Saved data entries:
════════

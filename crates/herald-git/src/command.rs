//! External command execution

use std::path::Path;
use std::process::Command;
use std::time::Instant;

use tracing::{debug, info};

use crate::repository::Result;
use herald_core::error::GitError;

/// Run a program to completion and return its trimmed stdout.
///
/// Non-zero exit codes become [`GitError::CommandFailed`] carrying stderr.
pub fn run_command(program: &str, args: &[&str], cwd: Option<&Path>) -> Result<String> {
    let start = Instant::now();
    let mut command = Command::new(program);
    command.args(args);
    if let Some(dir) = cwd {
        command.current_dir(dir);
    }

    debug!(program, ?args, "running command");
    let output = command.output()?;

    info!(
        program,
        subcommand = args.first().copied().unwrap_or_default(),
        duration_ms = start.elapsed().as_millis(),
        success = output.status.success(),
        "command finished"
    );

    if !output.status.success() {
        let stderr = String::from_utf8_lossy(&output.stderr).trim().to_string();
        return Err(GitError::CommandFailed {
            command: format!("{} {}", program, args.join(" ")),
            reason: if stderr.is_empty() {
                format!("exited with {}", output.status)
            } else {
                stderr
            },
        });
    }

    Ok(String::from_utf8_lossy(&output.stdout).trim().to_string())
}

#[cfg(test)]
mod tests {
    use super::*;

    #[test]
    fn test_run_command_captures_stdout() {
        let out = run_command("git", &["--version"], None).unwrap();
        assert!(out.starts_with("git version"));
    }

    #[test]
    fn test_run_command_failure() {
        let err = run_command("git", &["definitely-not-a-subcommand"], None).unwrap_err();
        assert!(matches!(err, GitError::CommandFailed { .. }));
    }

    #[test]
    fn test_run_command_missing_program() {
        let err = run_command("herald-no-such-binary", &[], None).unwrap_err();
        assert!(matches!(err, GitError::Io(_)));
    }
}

════════

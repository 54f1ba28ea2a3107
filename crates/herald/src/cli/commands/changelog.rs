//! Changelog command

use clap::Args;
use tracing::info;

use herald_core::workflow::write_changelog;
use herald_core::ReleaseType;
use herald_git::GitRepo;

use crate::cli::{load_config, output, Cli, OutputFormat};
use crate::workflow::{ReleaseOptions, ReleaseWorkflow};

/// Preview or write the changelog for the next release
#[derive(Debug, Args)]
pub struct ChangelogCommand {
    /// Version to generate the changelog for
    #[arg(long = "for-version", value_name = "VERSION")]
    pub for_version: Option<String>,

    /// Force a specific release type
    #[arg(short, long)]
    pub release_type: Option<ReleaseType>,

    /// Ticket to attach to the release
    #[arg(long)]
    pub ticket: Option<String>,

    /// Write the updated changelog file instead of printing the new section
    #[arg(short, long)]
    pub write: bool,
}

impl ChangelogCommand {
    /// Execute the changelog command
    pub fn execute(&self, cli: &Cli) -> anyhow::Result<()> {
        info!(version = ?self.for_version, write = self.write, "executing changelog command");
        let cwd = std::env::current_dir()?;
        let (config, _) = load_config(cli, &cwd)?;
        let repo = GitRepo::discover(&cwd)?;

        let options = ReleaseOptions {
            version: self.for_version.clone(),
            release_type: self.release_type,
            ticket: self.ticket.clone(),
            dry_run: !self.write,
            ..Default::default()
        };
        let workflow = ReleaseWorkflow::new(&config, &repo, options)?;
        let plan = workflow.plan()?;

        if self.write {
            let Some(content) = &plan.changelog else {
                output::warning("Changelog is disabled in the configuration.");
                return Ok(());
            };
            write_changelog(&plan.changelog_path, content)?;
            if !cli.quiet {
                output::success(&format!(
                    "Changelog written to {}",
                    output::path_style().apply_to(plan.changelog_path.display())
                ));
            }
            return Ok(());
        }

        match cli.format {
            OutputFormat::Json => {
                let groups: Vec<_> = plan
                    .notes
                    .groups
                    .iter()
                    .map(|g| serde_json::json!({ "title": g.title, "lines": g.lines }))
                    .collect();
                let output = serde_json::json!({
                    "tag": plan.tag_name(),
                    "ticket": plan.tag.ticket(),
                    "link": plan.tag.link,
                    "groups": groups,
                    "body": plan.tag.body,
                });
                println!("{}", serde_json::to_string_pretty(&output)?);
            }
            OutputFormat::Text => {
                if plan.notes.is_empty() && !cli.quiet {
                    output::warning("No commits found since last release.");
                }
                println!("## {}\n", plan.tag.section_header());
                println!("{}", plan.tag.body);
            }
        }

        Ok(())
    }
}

════════

- [Task details] Count how many lines in the entries hold "Some" and reply with that number alone.

- [Exercise output] 2